> [Problem description] Where "Errors" occurs in a line of the entries below, copy that line.

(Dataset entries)
##########

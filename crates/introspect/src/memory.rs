#![deny(clippy::unwrap_used)]
#![deny(clippy::expect_used)]
#![deny(clippy::panic)]

//! Process memory from `/proc/self/status`

use serde::{Deserialize, Serialize};
use std::fs::File;
use std::io::{BufRead, BufReader};
use std::path::Path;

const SELF_STATUS: &str = "/proc/self/status";

/// Errors reading process memory.
#[derive(Debug, thiserror::Error)]
pub enum MemoryError {
    #[error("failed to read {path}: {reason}")]
    ReadFailed { path: String, reason: String },

    #[error("{0} not found in status file")]
    MissingField(&'static str),

    #[error("malformed status line '{line}': {reason}")]
    Parse { line: String, reason: String },
}

/// Status fields we care about
#[derive(Debug, Clone, Copy, PartialEq, Eq)]
enum Field {
    VmRss,
    VmSize,
    VmPeak,
    RssAnon,
}

impl Field {
    fn from_line(line: &str) -> Option<Self> {
        [
            ("VmRSS:", Self::VmRss),
            ("VmSize:", Self::VmSize),
            ("VmPeak:", Self::VmPeak),
            ("RssAnon:", Self::RssAnon),
        ]
        .into_iter()
        .find_map(|(prefix, field)| line.starts_with(prefix).then_some(field))
    }
}

/// Memory of the running process, in kilobytes.
#[derive(Debug, Clone, Copy, PartialEq, Eq, Serialize, Deserialize)]
pub struct ProcessMemory {
    pub rss_kb: u64,
    pub vm_size_kb: u64,
    pub vm_peak_kb: u64,
    /// Anonymous resident memory; 0 on kernels that do not report it
    pub rss_anon_kb: u64,
}

impl ProcessMemory {
    /// Read this process's memory figures.
    ///
    /// # Errors
    ///
    /// Returns error if `/proc/self/status` is unavailable (non-Linux
    /// platforms) or malformed.
    pub fn read_self() -> Result<Self, MemoryError> {
        Self::read_from_file(Path::new(SELF_STATUS))
    }

    fn read_from_file(path: &Path) -> Result<Self, MemoryError> {
        let read_failed = |reason: String| MemoryError::ReadFailed {
            path: path.display().to_string(),
            reason,
        };
        let file = File::open(path).map_err(|e| read_failed(e.to_string()))?;

        #[derive(Default)]
        struct Accumulator {
            rss_kb: Option<u64>,
            vm_size_kb: Option<u64>,
            vm_peak_kb: Option<u64>,
            rss_anon_kb: Option<u64>,
        }

        let mut acc = Accumulator::default();
        for line in BufReader::new(file).lines() {
            let line = line.map_err(|e| read_failed(e.to_string()))?;
            let Some((field, value)) = Self::parse_line(&line)? else {
                continue;
            };
            match field {
                Field::VmRss => acc.rss_kb = Some(value),
                Field::VmSize => acc.vm_size_kb = Some(value),
                Field::VmPeak => acc.vm_peak_kb = Some(value),
                Field::RssAnon => acc.rss_anon_kb = Some(value),
            }
        }

        Ok(Self {
            rss_kb: acc.rss_kb.ok_or(MemoryError::MissingField("VmRSS"))?,
            vm_size_kb: acc.vm_size_kb.ok_or(MemoryError::MissingField("VmSize"))?,
            vm_peak_kb: acc.vm_peak_kb.ok_or(MemoryError::MissingField("VmPeak"))?,
            rss_anon_kb: acc.rss_anon_kb.unwrap_or(0),
        })
    }

    /// Parse "`FieldName`:    12345 kB"; unrelated lines yield `None`.
    fn parse_line(line: &str) -> Result<Option<(Field, u64)>, MemoryError> {
        let Some(field) = Field::from_line(line) else {
            return Ok(None);
        };
        let parse_error = |reason: String| MemoryError::Parse {
            line: line.to_string(),
            reason,
        };
        let value = line
            .split_whitespace()
            .nth(1)
            .ok_or_else(|| parse_error("missing value".to_string()))?
            .parse::<u64>()
            .map_err(|e| parse_error(e.to_string()))?;
        Ok(Some((field, value)))
    }
}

##########

> [Expected output]
/// Errors reading process memory.
    /// # Errors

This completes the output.